The wistful quality to his words drew her in. He was sorry, maybe even hurting, over the way the Exodus happened. Harry had trusted Styx with Zulu, with what the Six were planning, he’d given him the mission. Daire had been in the dark. His father and brother knew what was going on, maybe even anticipated it going wrong. In fact, H, at least, definitely anticipated it going wrong. He wouldn’t have stashed the Scepter if he hadn’t.

“He forgave H,” she said, giving his forearm a squeeze, snapping him out of his daze.

Styx shook his head. “It’s not the same… We expect H to screw us over every once in a while. Keeps us thinking, on our toes, always ready… You’ve gotta learn how to take deceit, process it and shrug it off.”

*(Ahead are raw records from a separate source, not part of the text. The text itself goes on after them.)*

//! Remote bucket operations
//!
//! [`BucketStore`] is the seam between the bucket resource and the storage
//! service. [`S3BucketStore`] talks to S3 (or an S3-compatible endpoint)
//! through the AWS SDK; [`MemoryBucketStore`] keeps buckets in memory and can
//! be told to fail individual calls.

use crate::error::{AwsError, Result};
use async_trait::async_trait;
use aws_sdk_s3::error::DisplayErrorContext;
use aws_sdk_s3::types::{BucketLocationConstraint, CreateBucketConfiguration, Tagging};
use serde::{Deserialize, Serialize};
use std::collections::HashMap;
use std::sync::Mutex;

/// Region whose buckets must be created without a location constraint
const DEFAULT_REGION: &str = "us-east-1";

/// A single bucket tag
#[derive(Debug, Clone, PartialEq, Eq, Serialize, Deserialize)]
pub struct Tag {
    pub key: String,
    pub value: String,
}

impl Tag {
    pub fn new(key: impl Into<String>, value: impl Into<String>) -> Self {
        Self {
            key: key.into(),
            value: value.into(),
        }
    }
}

/// Remote bucket operations used by the bucket resource
#[async_trait]
pub trait BucketStore: Send + Sync {
    async fn create_bucket(&self, name: &str) -> Result<()>;

    /// Replace the bucket's whole tag set
    async fn put_bucket_tagging(&self, name: &str, tags: &[Tag]) -> Result<()>;

    /// Existence probe; a missing bucket is [`AwsError::BucketNotFound`]
    async fn head_bucket(&self, name: &str) -> Result<()>;

    async fn delete_bucket(&self, name: &str) -> Result<()>;
}

/// S3 implementation of [`BucketStore`]
#[derive(Clone)]
pub struct S3BucketStore {
    client: aws_sdk_s3::Client,
    region: Option<String>,
}

impl S3BucketStore {
    pub fn new(client: aws_sdk_s3::Client, region: Option<String>) -> Self {
        Self { client, region }
    }
}

fn location_constraint(region: Option<&str>) -> Option<CreateBucketConfiguration> {
    region
        .filter(|region| *region != DEFAULT_REGION)
        .map(|region| {
            CreateBucketConfiguration::builder()
                .location_constraint(BucketLocationConstraint::from(region))
                .build()
        })
}

#[async_trait]
impl BucketStore for S3BucketStore {
    async fn create_bucket(&self, name: &str) -> Result<()> {
        tracing::debug!("CreateBucket {}", name);
        self.client
            .create_bucket()
            .bucket(name)
            .set_create_bucket_configuration(location_constraint(self.region.as_deref()))
            .send()
            .await
            .map_err(|e| {
                AwsError::CreationFailed(format!("{}: {}", name, DisplayErrorContext(&e)))
            })?;
        Ok(())
    }

    async fn put_bucket_tagging(&self, name: &str, tags: &[Tag]) -> Result<()> {
        tracing::debug!("PutBucketTagging {} ({} tags)", name, tags.len());
        let tag_set = tags
            .iter()
            .map(|tag| {
                aws_sdk_s3::types::Tag::builder()
                    .key(&tag.key)
                    .value(&tag.value)
                    .build()
                    .map_err(|e| AwsError::TaggingFailed(format!("{}: {}", name, e)))
            })
            .collect::<Result<Vec<_>>>()?;

        let tagging = Tagging::builder()
            .set_tag_set(Some(tag_set))
            .build()
            .map_err(|e| AwsError::TaggingFailed(format!("{}: {}", name, e)))?;

        self.client
            .put_bucket_tagging()
            .bucket(name)
            .tagging(tagging)
            .send()
            .await
            .map_err(|e| {
                AwsError::TaggingFailed(format!("{}: {}", name, DisplayErrorContext(&e)))
            })?;
        Ok(())
    }

    async fn head_bucket(&self, name: &str) -> Result<()> {
        tracing::debug!("HeadBucket {}", name);
        match self.client.head_bucket().bucket(name).send().await {
            Ok(_) => Ok(()),
            Err(e) => {
                let not_found = e
                    .as_service_error()
                    .map(|se| se.is_not_found())
                    .unwrap_or(false);
                if not_found {
                    Err(AwsError::BucketNotFound(name.to_string()))
                } else {
                    Err(AwsError::LookupFailed(format!(
                        "{}: {}",
                        name,
                        DisplayErrorContext(&e)
                    )))
                }
            }
        }
    }

    async fn delete_bucket(&self, name: &str) -> Result<()> {
        tracing::debug!("DeleteBucket {}", name);
        self.client
            .delete_bucket()
            .bucket(name)
            .send()
            .await
            .map_err(|e| {
                AwsError::DeletionFailed(format!("{}: {}", name, DisplayErrorContext(&e)))
            })?;
        Ok(())
    }
}

/// Calls that [`MemoryBucketStore`] can be told to fail
#[derive(Debug, Clone, Copy, PartialEq, Eq, Hash)]
pub enum StoreCall {
    CreateBucket,
    PutBucketTagging,
    HeadBucket,
    DeleteBucket,
}

impl std::fmt::Display for StoreCall {
    fn fmt(&self, f: &mut std::fmt::Formatter<'_>) -> std::fmt::Result {
        match self {
            StoreCall::CreateBucket => write!(f, "CreateBucket"),
            StoreCall::PutBucketTagging => write!(f, "PutBucketTagging"),
            StoreCall::HeadBucket => write!(f, "HeadBucket"),
            StoreCall::DeleteBucket => write!(f, "DeleteBucket"),
        }
    }
}

#[derive(Default)]
struct MemoryState {
    buckets: HashMap<String, Vec<Tag>>,
    failures: HashMap<StoreCall, String>,
    calls: Vec<(StoreCall, String)>,
}

/// In-memory [`BucketStore`]
#[derive(Default)]
pub struct MemoryBucketStore {
    state: Mutex<MemoryState>,
}

impl MemoryBucketStore {
    pub fn new() -> Self {
        Self::default()
    }

    /// Make every subsequent `call` fail with `message`
    pub fn fail(&self, call: StoreCall, message: impl Into<String>) {
        self.lock().failures.insert(call, message.into());
    }

    /// Let `call` succeed again
    pub fn recover(&self, call: StoreCall) {
        self.lock().failures.remove(&call);
    }

    /// Add a bucket without going through `create_bucket`
    pub fn insert_bucket(&self, name: impl Into<String>) {
        self.lock().buckets.insert(name.into(), Vec::new());
    }

    /// Remove a bucket behind the resource's back
    pub fn remove_bucket(&self, name: &str) {
        self.lock().buckets.remove(name);
    }

    pub fn contains(&self, name: &str) -> bool {
        self.lock().buckets.contains_key(name)
    }

    pub fn tags(&self, name: &str) -> Option<Vec<Tag>> {
        self.lock().buckets.get(name).cloned()
    }

    /// Every call received so far, with the bucket name it targeted
    pub fn calls(&self) -> Vec<(StoreCall, String)> {
        self.lock().calls.clone()
    }

    fn lock(&self) -> std::sync::MutexGuard<'_, MemoryState> {
        self.state.lock().unwrap_or_else(|e| e.into_inner())
    }

    fn begin(&self, call: StoreCall, name: &str) -> std::result::Result<(), String> {
        tracing::debug!("{} {}", call, name);
        let mut state = self.lock();
        state.calls.push((call, name.to_string()));
        match state.failures.get(&call) {
            Some(msg) => Err(format!("{}: {}", name, msg)),
            None => Ok(()),
        }
    }
}

#[async_trait]
impl BucketStore for MemoryBucketStore {
    async fn create_bucket(&self, name: &str) -> Result<()> {
        self.begin(StoreCall::CreateBucket, name)
            .map_err(AwsError::CreationFailed)?;
        let mut state = self.lock();
        if state.buckets.contains_key(name) {
            return Err(AwsError::CreationFailed(format!(
                "{}: BucketAlreadyOwnedByYou",
                name
            )));
        }
        state.buckets.insert(name.to_string(), Vec::new());
        Ok(())
    }

    async fn put_bucket_tagging(&self, name: &str, tags: &[Tag]) -> Result<()> {
        self.begin(StoreCall::PutBucketTagging, name)
            .map_err(AwsError::TaggingFailed)?;
        match self.lock().buckets.get_mut(name) {
            Some(existing) => {
                *existing = tags.to_vec();
                Ok(())
            }
            None => Err(AwsError::TaggingFailed(format!("{}: NoSuchBucket", name))),
        }
    }

    async fn head_bucket(&self, name: &str) -> Result<()> {
        self.begin(StoreCall::HeadBucket, name)
            .map_err(AwsError::LookupFailed)?;
        if self.contains(name) {
            Ok(())
        } else {
            Err(AwsError::BucketNotFound(name.to_string()))
        }
    }

    async fn delete_bucket(&self, name: &str) -> Result<()> {
        self.begin(StoreCall::DeleteBucket, name)
            .map_err(AwsError::DeletionFailed)?;
        match self.lock().buckets.remove(name) {
            Some(_) => Ok(()),
            None => Err(AwsError::DeletionFailed(format!("{}: NoSuchBucket", name))),
        }
    }
}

“He’s got some odd teaching techniques.”

On an exhale of a laugh, he pushed to the edge of the bench. “You’re telling me.”

“I want to meet again,” she said. “Please.”

He considered her for more than a few seconds. “Guess I don’t have anything to rush home for. Tomorrow… go to your coffee place at eleven. Order takeout.” As she did every day. “I’ll be walking out in front of you. Follow me, don’t make it obvious. Don’t approach me or talk to me. Just follow and do what I do. If I disappear, it means you’ve got a tail. Abort and come back to your bench.”

Thinking about being followed made her uneasy. But if Styx could do it without her noticing, there was no reason Zeus couldn’t hire someone else to do the same thing.

“I’ll be there.”

“One more thing,” he said. “You want to be on my team? You tell no one.”

She frowned. “No one? I don’t understand.”

“You don’t breathe a word about me, don’t even hint that we met or talked or did whatever we did. If I think you’ve opened your mouth, I’ll be gone. No goodbye. Just gone. Understand me?” She nodded. “Not to Z, the Six, P, H, Ares, no one.”

Lying to Daire wouldn’t be her default. In fact, it would be damn near impossible. Still, complying meant an ally, refusing meant isolation.

“No one,” she said.

“Good. Now go to dinner, don’t be late… and don’t look back… don’t ever look back, Pandora. Your focus is what’s straight ahead.”

He gave a slight shallow nod, so she copied to show her understanding. Loathed to leave when there was still so much to say, she only got up to do as he said to prove herself trustworthy. Not looking back was hard, she wanted to check if he was still there or if he’d vanished already. But he’d told her not to look back, so she kept on going, eyes front, to return to the apartment.